Supplied information Block Start
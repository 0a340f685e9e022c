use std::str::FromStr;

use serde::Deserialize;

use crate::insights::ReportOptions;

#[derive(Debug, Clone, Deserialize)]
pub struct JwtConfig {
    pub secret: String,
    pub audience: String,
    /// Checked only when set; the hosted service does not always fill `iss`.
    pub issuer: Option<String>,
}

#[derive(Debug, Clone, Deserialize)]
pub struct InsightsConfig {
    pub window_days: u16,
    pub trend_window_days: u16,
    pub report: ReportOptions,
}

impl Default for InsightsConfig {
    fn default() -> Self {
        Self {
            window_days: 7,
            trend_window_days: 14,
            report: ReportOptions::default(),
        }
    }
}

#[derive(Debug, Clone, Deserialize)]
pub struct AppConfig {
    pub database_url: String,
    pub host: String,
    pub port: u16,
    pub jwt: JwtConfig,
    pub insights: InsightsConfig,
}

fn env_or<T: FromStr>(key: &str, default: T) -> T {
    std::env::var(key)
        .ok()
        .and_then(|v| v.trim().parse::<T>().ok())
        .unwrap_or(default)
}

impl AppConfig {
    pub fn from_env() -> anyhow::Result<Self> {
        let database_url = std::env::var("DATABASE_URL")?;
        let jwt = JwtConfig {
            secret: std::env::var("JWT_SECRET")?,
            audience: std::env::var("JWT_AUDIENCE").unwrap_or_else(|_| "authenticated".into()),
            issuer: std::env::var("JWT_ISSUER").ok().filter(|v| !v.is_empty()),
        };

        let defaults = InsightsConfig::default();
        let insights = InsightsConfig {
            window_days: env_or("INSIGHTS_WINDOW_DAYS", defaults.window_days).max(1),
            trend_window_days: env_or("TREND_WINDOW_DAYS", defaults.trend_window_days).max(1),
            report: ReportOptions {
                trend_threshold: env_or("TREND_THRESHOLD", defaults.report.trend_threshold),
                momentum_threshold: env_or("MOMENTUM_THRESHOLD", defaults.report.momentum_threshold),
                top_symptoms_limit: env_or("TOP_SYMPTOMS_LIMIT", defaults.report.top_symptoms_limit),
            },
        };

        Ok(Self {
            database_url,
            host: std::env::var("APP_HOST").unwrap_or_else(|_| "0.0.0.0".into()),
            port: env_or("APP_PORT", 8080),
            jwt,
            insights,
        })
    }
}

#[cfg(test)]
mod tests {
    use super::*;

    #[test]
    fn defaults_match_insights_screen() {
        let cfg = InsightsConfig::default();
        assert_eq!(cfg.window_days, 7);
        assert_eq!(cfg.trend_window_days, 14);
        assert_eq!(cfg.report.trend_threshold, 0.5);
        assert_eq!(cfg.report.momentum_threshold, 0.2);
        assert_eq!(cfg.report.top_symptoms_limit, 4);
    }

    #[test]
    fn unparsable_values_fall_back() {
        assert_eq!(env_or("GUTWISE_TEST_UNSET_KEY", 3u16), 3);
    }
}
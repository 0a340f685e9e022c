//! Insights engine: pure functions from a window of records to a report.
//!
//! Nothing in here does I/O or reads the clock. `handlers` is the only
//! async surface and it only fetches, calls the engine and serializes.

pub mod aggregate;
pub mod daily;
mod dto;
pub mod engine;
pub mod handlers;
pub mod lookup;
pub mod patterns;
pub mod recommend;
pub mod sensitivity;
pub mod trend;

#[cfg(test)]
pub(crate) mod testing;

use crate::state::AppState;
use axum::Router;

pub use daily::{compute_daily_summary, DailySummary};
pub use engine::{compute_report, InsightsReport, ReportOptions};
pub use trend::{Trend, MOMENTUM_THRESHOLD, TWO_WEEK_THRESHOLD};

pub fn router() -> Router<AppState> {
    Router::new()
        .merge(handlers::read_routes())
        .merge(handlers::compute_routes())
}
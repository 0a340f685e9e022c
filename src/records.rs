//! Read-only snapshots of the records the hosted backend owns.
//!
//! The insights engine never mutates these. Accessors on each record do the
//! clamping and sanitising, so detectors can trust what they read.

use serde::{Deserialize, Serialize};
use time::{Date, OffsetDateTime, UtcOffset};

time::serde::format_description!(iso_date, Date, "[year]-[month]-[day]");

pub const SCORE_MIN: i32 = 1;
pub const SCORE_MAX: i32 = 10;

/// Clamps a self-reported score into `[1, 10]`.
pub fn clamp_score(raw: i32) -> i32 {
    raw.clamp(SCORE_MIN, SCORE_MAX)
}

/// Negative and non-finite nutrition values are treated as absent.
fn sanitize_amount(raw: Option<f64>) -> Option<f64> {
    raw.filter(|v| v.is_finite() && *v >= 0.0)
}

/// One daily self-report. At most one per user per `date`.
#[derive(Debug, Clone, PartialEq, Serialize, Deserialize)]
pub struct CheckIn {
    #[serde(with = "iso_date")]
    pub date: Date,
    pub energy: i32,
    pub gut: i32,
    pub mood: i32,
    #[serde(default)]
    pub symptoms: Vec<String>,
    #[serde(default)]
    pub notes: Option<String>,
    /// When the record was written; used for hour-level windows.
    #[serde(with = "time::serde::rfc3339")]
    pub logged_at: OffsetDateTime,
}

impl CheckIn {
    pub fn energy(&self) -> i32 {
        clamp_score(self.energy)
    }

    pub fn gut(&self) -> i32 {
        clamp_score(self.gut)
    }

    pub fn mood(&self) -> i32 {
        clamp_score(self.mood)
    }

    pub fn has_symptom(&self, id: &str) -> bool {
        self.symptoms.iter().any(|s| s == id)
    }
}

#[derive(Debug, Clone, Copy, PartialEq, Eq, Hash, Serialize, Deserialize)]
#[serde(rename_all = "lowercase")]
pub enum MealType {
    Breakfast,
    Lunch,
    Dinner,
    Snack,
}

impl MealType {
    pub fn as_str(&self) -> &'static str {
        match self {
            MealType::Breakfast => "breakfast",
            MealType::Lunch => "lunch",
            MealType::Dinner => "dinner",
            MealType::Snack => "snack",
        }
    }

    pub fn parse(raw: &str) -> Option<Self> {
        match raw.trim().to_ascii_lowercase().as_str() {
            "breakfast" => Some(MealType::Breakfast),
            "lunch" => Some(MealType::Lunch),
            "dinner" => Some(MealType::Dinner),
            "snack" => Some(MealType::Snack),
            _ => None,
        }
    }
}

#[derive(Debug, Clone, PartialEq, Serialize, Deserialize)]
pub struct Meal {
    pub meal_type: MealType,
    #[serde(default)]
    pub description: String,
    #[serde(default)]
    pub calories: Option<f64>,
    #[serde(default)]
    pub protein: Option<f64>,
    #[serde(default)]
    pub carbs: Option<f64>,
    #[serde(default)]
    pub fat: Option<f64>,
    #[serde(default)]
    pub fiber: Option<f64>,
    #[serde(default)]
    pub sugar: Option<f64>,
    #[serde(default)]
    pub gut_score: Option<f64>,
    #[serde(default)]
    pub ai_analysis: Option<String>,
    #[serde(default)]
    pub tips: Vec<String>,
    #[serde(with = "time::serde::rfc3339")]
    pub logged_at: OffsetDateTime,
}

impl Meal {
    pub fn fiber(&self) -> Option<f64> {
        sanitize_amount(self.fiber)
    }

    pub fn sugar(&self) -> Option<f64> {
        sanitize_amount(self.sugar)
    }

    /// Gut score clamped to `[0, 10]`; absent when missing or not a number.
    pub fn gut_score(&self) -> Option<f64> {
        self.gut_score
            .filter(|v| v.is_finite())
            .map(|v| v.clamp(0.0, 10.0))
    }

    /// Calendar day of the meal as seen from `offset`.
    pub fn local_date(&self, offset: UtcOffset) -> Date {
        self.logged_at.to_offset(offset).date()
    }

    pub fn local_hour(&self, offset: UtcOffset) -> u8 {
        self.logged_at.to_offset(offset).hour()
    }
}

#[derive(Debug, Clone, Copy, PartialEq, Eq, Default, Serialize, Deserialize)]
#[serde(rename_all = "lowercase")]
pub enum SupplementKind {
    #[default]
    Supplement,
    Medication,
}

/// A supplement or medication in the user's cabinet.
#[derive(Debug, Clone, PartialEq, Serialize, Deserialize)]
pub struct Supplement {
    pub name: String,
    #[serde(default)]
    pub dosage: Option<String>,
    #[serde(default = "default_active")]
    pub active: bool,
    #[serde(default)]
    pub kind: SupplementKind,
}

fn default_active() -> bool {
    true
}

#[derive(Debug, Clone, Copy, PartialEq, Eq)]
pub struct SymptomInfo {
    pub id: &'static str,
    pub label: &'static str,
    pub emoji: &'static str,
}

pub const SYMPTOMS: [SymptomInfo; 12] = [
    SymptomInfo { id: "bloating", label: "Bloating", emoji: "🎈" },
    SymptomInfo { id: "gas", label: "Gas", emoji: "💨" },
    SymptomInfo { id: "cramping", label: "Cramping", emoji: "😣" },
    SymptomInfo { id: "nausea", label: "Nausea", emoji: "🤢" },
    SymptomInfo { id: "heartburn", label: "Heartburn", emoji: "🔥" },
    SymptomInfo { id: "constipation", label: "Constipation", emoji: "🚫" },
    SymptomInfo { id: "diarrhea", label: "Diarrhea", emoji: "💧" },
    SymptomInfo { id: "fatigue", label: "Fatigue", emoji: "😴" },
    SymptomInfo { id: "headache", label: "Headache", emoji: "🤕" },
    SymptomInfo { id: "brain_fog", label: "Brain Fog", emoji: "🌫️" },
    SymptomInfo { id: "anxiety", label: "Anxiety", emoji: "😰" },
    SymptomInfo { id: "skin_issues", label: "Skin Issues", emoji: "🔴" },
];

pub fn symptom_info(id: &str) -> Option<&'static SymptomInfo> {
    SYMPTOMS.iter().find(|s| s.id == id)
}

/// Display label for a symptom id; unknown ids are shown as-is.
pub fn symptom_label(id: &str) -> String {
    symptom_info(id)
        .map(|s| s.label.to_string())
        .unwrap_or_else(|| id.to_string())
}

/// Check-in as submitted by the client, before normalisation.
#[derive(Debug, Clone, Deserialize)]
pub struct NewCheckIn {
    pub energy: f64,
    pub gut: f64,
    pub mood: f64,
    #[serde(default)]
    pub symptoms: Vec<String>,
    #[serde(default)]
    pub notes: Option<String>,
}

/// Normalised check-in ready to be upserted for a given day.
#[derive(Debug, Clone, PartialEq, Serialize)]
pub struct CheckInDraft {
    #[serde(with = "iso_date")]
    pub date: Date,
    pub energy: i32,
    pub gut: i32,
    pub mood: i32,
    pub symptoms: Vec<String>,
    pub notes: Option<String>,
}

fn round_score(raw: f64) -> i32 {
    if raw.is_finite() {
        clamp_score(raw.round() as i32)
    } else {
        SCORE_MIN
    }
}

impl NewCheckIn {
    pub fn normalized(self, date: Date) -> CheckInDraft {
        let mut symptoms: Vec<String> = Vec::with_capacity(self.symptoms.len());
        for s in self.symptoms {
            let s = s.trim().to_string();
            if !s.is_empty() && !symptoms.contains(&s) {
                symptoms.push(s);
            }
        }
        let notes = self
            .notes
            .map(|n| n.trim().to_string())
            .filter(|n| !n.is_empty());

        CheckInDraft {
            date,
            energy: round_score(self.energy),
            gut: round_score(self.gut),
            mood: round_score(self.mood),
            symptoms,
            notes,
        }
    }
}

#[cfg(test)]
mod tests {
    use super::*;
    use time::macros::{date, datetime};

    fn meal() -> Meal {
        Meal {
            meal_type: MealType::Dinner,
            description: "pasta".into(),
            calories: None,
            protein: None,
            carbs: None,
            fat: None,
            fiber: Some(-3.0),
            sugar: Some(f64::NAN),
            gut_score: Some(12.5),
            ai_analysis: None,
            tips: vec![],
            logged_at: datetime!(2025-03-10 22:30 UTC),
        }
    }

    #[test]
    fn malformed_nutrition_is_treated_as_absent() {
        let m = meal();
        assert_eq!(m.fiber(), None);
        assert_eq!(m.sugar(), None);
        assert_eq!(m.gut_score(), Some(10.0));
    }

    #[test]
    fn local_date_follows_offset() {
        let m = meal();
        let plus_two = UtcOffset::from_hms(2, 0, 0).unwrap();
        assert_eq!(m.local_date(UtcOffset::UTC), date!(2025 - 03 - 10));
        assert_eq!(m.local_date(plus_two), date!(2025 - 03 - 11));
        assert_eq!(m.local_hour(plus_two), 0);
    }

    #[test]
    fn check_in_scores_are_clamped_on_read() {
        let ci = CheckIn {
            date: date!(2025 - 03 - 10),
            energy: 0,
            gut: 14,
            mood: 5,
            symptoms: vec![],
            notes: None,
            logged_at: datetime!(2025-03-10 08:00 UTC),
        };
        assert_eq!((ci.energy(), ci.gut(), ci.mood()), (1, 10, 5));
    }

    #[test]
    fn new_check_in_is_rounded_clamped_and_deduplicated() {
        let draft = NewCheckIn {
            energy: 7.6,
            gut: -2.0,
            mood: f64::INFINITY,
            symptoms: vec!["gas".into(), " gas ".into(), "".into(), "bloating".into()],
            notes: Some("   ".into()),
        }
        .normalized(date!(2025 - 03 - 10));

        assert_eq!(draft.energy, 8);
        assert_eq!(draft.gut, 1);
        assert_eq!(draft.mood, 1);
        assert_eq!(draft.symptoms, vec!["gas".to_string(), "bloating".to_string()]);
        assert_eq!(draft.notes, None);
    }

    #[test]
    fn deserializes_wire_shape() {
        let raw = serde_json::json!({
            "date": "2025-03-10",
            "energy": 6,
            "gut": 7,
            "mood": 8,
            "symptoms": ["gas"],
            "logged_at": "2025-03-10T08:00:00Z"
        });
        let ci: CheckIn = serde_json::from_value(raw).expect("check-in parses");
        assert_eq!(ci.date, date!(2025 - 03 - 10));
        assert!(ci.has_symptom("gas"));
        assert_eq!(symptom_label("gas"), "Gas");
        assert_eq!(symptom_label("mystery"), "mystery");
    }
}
Supplied information Block End
» Description of the task: Your answer must be a single number: the count of lines in the data that contain the string "UtcOffset".

» Exercise result: 5